▸ **How to complete this task**:
You are asked to filter the data below and copy every line holding "objects".

━━ Source data ━━

//! Layout with per-attempt result objects
//!
//! ```text
//! {"dst_addr":"193.0.14.1","result":[{"rtt":12.34},{"rtt":11.9},{"rtt":13.0}],"prb_id":1234}
//! ```
//!
//! Anchors are found strictly in this order: destination address, result
//! array, three `{"rtt":` objects (never past the closing `]`), probe id.

use std::ops::Range;

use super::error::{Field, LineError};
use super::locator::{FieldLocator, PRB_ID_ANCHOR, locate_dst_addr};
use super::scan::Cursor;
use crate::models::RawFields;

const RESULT_ANCHOR: &[u8] = br#""result":["#;
const RTT_ANCHOR: &[u8] = br#"{"rtt":"#;

#[derive(Debug, Clone, Copy, Default)]
pub struct AtlasLocator;

impl FieldLocator for AtlasLocator {
    fn name(&self) -> &'static str {
        "atlas"
    }

    fn locate(&self, line: &[u8]) -> Result<RawFields, LineError> {
        let mut cursor = Cursor::new(line);

        let (dst_addr, octets) = locate_dst_addr(&mut cursor, line)?;

        cursor.seek_anchor(RESULT_ANCHOR, b"").ok_or(LineError::ExtractFailed(Field::Result))?;

        let mut rtt: [Range<usize>; 3] = Default::default();
        for (i, slot) in rtt.iter_mut().enumerate() {
            let failed = LineError::ExtractFailed(Field::Rtt(i as u8 + 1));
            cursor.seek_anchor(RTT_ANCHOR, b"]").ok_or_else(|| failed.clone())?;
            *slot = cursor.take_until(b"},", b"]").ok_or(failed)?;
        }

        cursor.seek_anchor(PRB_ID_ANCHOR, b"").ok_or(LineError::ExtractFailed(Field::PrbId))?;
        let prb_id =
            cursor.take_until(b",}", b"\"").ok_or(LineError::ExtractFailed(Field::PrbId))?;

        Ok(RawFields { dst_addr, octets, rtt, prb_id })
    }
}
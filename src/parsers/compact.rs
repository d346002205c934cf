//! Flat layout with the probe id first and a bare RTT array
//!
//! ```text
//! {"prb_id":1234,"dst_addr":"193.0.14.1","rtts":[12.34,11.9,13.0]}
//! ```
//!
//! The array must hold exactly three samples: the first two end at `,`, the
//! last at `]`.

use super::error::{Field, LineError};
use super::locator::{FieldLocator, PRB_ID_ANCHOR, locate_dst_addr};
use super::scan::Cursor;
use crate::models::RawFields;

const RTTS_ANCHOR: &[u8] = br#""rtts":["#;

#[derive(Debug, Clone, Copy, Default)]
pub struct CompactLocator;

impl FieldLocator for CompactLocator {
    fn name(&self) -> &'static str {
        "compact"
    }

    fn locate(&self, line: &[u8]) -> Result<RawFields, LineError> {
        let mut cursor = Cursor::new(line);

        cursor.seek_anchor(PRB_ID_ANCHOR, b"").ok_or(LineError::ExtractFailed(Field::PrbId))?;
        let prb_id =
            cursor.take_until(b",", b"\"}").ok_or(LineError::ExtractFailed(Field::PrbId))?;

        let (dst_addr, octets) = locate_dst_addr(&mut cursor, line)?;

        cursor.seek_anchor(RTTS_ANCHOR, b"").ok_or(LineError::ExtractFailed(Field::Rtt(1)))?;
        let rtt1 = cursor.take_until(b",", b"]").ok_or(LineError::ExtractFailed(Field::Rtt(1)))?;
        let rtt2 = cursor.take_until(b",", b"]").ok_or(LineError::ExtractFailed(Field::Rtt(2)))?;
        let rtt3 = cursor.take_until(b"]", b",").ok_or(LineError::ExtractFailed(Field::Rtt(3)))?;

        Ok(RawFields { dst_addr, octets, rtt: [rtt1, rtt2, rtt3], prb_id })
    }
}
//! Shared test utilities for integration tests
#![allow(dead_code)]

use std::fs;
use std::io::Cursor;
use std::path::Path;

use ping_extract::{
    ConvertStats, ExtractConfig, PingRecord, RECORD_SIZE, RecordWriter, Schema, convert,
};
use tempfile::TempDir;

/// Builder for one ping measurement line in either input layout
#[derive(Clone)]
pub struct PingLineBuilder {
    dst_addr: String,
    rtts: [String; 3],
    prb_id: String,
}

impl PingLineBuilder {
    /// Create a line with valid default values
    pub fn new() -> Self {
        Self {
            dst_addr: "193.0.14.1".to_string(),
            rtts: ["12.34".to_string(), "11.9".to_string(), "13.0".to_string()],
            prb_id: "1234".to_string(),
        }
    }

    /// Set the destination address text
    pub fn dst_addr(mut self, addr: &str) -> Self {
        self.dst_addr = addr.to_string();
        self
    }

    /// Set all three raw RTT values (inserted verbatim, so `"\"*\""` yields a quoted string)
    pub fn rtts(mut self, rtts: [&str; 3]) -> Self {
        self.rtts = rtts.map(str::to_string);
        self
    }

    /// Set one raw RTT value (index 0..3)
    pub fn rtt(mut self, index: usize, rtt: &str) -> Self {
        self.rtts[index] = rtt.to_string();
        self
    }

    /// Set the raw probe id text
    pub fn prb_id(mut self, prb_id: &str) -> Self {
        self.prb_id = prb_id.to_string();
        self
    }

    /// Render as a full measurement result with per-attempt result objects
    pub fn to_atlas(&self) -> String {
        format!(
            r#"{{"fw":5080,"lts":12,"dst_name":"k.root-servers.net","af":4,"dst_addr":"{}","src_addr":"192.168.1.20","proto":"ICMP","ttl":55,"size":48,"result":[{{"rtt":{}}},{{"rtt":{}}},{{"rtt":{}}}],"dup":0,"rcvd":3,"sent":3,"msm_id":1001,"prb_id":{},"timestamp":1700000000,"type":"ping"}}"#,
            self.dst_addr, self.rtts[0], self.rtts[1], self.rtts[2], self.prb_id
        )
    }

    /// Render in the flat layout with a bare RTT array
    pub fn to_compact(&self) -> String {
        format!(
            r#"{{"prb_id":{},"dst_addr":"{}","rtts":[{},{},{}],"timestamp":1700000000}}"#,
            self.prb_id, self.dst_addr, self.rtts[0], self.rtts[1], self.rtts[2]
        )
    }

    pub fn to_line(&self, schema: Schema) -> String {
        match schema {
            Schema::Atlas => self.to_atlas(),
            Schema::Compact => self.to_compact(),
        }
    }
}

impl Default for PingLineBuilder {
    fn default() -> Self {
        Self::new()
    }
}

/// Join lines with `\n` and a trailing newline
pub fn input_of(lines: &[String]) -> String {
    let mut input = lines.join("\n");
    input.push('\n');
    input
}

/// Run the extractor over an in-memory input
pub fn run_extract(input: &str, schema: Schema) -> (Vec<u8>, ConvertStats) {
    let config = ExtractConfig { schema, ..ExtractConfig::default() };
    let mut writer = RecordWriter::new(Vec::new());
    let stats = convert(Cursor::new(input.as_bytes()), &mut writer, &config)
        .expect("in-memory conversion should not fail");
    (writer.finish().expect("flush to Vec should not fail"), stats)
}

/// Decode a byte buffer into records, panicking on a partial record
pub fn decode_records(bytes: &[u8]) -> Vec<PingRecord> {
    assert_eq!(bytes.len() % RECORD_SIZE, 0, "output must be a whole number of records");
    bytes
        .chunks_exact(RECORD_SIZE)
        .map(|chunk| PingRecord::from_bytes(chunk.try_into().unwrap()))
        .collect()
}

/// Encode records the way the extractor writes them
pub fn encode_records(records: &[PingRecord]) -> Vec<u8> {
    records.iter().flat_map(|r| r.to_bytes()).collect()
}

/// Builder for a directory of record files
pub struct RecordDirBuilder {
    temp_dir: TempDir,
}

impl RecordDirBuilder {
    pub fn new() -> Self {
        let temp_dir = TempDir::new().expect("Failed to create temp dir");
        Self { temp_dir }
    }

    pub fn path(&self) -> &Path {
        self.temp_dir.path()
    }

    /// Add a record file with the given name
    pub fn with_records(self, name: &str, records: &[PingRecord]) -> Self {
        fs::write(self.temp_dir.path().join(name), encode_records(records))
            .expect("Failed to write record file");
        self
    }

    /// Add a file with arbitrary bytes
    pub fn with_bytes(self, name: &str, bytes: &[u8]) -> Self {
        fs::write(self.temp_dir.path().join(name), bytes).expect("Failed to write file");
        self
    }

    /// Add an empty subdirectory
    pub fn with_subdir(self, name: &str) -> Self {
        fs::create_dir(self.temp_dir.path().join(name)).expect("Failed to create subdir");
        self
    }

    pub fn build(self) -> TempDir {
        self.temp_dir
    }
}

impl Default for RecordDirBuilder {
    fn default() -> Self {
        Self::new()
    }
}

/// Shorthand for a record with equal RTT samples
pub fn record(prb_id: u32, dst_addr: [u8; 4], rtt: f32) -> PingRecord {
    PingRecord { prb_id, dst_addr, rtt: [rtt, rtt, rtt] }
}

━━━

▸ **Written answer**:
//! Layout with per-attempt result objects
//! array, three `{"rtt":` objects (never past the closing `]`), probe id.
    /// Render as a full measurement result with per-attempt result objects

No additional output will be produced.